OAB-RJ DENUNCIA JUÍZA QUE MEDE SAIA DE ADVOGADAS COM RÉGUA


Advogadas são proibidas de entrar em fórum; "piriguetes", diz juíza. (foto: arquivo/OAB/ mulher)
Seguranças fiscalizavam advogadas que vestiam roupas de comprimento proibido por magistrada


A Ordem dos Advogados do Brasil (OAB) do Rio de Janeiro protocolou uma representação disciplinar na Corregedoria do Tribunal de Justiça, na quarta-feira 23, contra a juíza Maíra Valéria Veiga de Oliveira, por bloquear a entrada do Fórum da cidade de Iguaba Grande contra advogadas que vestem saias com cinco centímetros acima do joelho.

Segundo a OAB-RJ, a magistrada pregou um aviso na entrada do tribunal com uma foto de referência ao comprimento desejado e autorizou seguranças a fiscalizarem as roupas das mulheres com régua. 

Na representação, a Ordem afirma que a medida não tem respaldo legal e que a magistrada descumpre a regra do Artigo 6º da Lei Federal 8.906/94, ao faltar com seu “dever funcional de cumprir e fazer cumprir, com independência, serenidade e exatidão, as disposições legais e os atos de ofício na forma do Artigo 35 da Lei Orgânica da Magistratura”.

A OAB-RJ alega que protocolou a representação após “tentativas frustradas” de diálogo com a juíza. A presidente da entidade em Iguaba Grande, Margoth Cardoso, teria se reunido com a magistrada para evitar que o “tratamento indigno” se repetisse.

 Segundo a Ordem, há diversas queixas de colegas que se sentiram humilhadas, como o caso de uma estagiária que teve seu casaco costurado à barra de sua saia para ser autorizada a andar pelo fórum. Outra mulher teria relatado que curvou os joelhos para estender a saia e passar na portaria. “Mas a juíza manteve-se irredutível”, disse a OAB.

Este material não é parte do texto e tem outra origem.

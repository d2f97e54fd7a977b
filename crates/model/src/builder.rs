use lens_frontend::{Frontend, FrontendOutput};
use std::path::PathBuf;

use crate::data::DataTable;
use crate::error::Result;
use crate::metrics::Metrics;
use crate::procedure::ProcedureTable;
use crate::types::{ProcedureKind, ProgramModel};

/// Build a [`ProgramModel`] from a parsed unit
#[derive(Debug, Default, Clone, Copy)]
pub struct ModelBuilder;

impl ModelBuilder {
    pub const fn new() -> Self {
        Self
    }

    /// Two passes: data division into the item table, then procedures and edges.
    ///
    /// Never fails: everything the passes object to becomes a diagnostic on the model.
    pub fn build(&self, output: FrontendOutput) -> ProgramModel {
        let FrontendOutput {
            unit,
            tree,
            diagnostics,
        } = output;

        // Phase 1: data items
        let data = DataTable::build(&tree);

        // Phase 2: procedures and control edges
        let procedures = ProcedureTable::build(&tree, &data);

        let mut all = diagnostics;
        all.extend(data.diagnostics);
        all.extend(procedures.diagnostics);
        all.sort_by_key(|d| (d.range.line, d.range.start_col));

        let count = |n: usize| u32::try_from(n).unwrap_or(u32::MAX);
        let metrics = Metrics {
            source_lines: count(unit.lines.iter().filter(|line| line.depth == 0).count()),
            expanded_lines: count(unit.line_count()),
            statements: procedures.procedures.iter().map(|p| p.statements).sum(),
            decisions: procedures.procedures.iter().map(|p| p.decisions).sum(),
            data_items: count(data.items.len()),
            sections: count(
                procedures
                    .procedures
                    .iter()
                    .filter(|p| p.kind == ProcedureKind::Section)
                    .count(),
            ),
            paragraphs: count(
                procedures
                    .procedures
                    .iter()
                    .filter(|p| p.kind == ProcedureKind::Paragraph)
                    .count(),
            ),
            edges: count(procedures.edges.len()),
            diagnostics: count(all.len()),
        };

        log::debug!(
            "Built model for {}: {} items, {} procedures, {} edges, {} diagnostics",
            unit.id,
            data.items.len(),
            procedures.procedures.len(),
            procedures.edges.len(),
            all.len()
        );

        ProgramModel {
            unit_id: unit.id.clone(),
            program_id: tree.program_id().map(|name| name.upper()),
            path: unit.path.clone(),
            content_hash: unit.content_hash.clone(),
            copybooks: unit.copybooks.clone(),
            external_calls: procedures.external_calls,
            source: unit,
            tree,
            items: data.items,
            names: data.names,
            files: data.files,
            procedures: procedures.procedures,
            procedure_keys: procedures.keys,
            edges: procedures.edges,
            diagnostics: all,
            metrics,
        }
    }

    /// Preprocess, parse and build in one call
    pub fn analyze(
        &self,
        frontend: &Frontend<'_>,
        unit_id: &str,
        path: Option<PathBuf>,
        text: &str,
    ) -> Result<ProgramModel> {
        let output = frontend.analyze(unit_id, path, text)?;
        Ok(self.build(output))
    }
}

Em nota, a Corregedoria Geral da Justiça do Estado do Rio de Janeiro afirmou que, até esta sexta-feira 25, não foi notificada oficialmente sobre a reclamação representada pela OAB-RJ. “Ainda assim, tendo em vista a ampla divulgação dos fatos pela imprensa, o Corregedor-Geral, desembargador Bernardo Garcez, determinou ontem mesmo (24/10) a instauração de procedimento para apurar a situação”, escreveu a Corregedoria.


CartaCapital procurou o Fórum de Iguaba Grande e a juíza, mas ambos ainda não se manifestaram.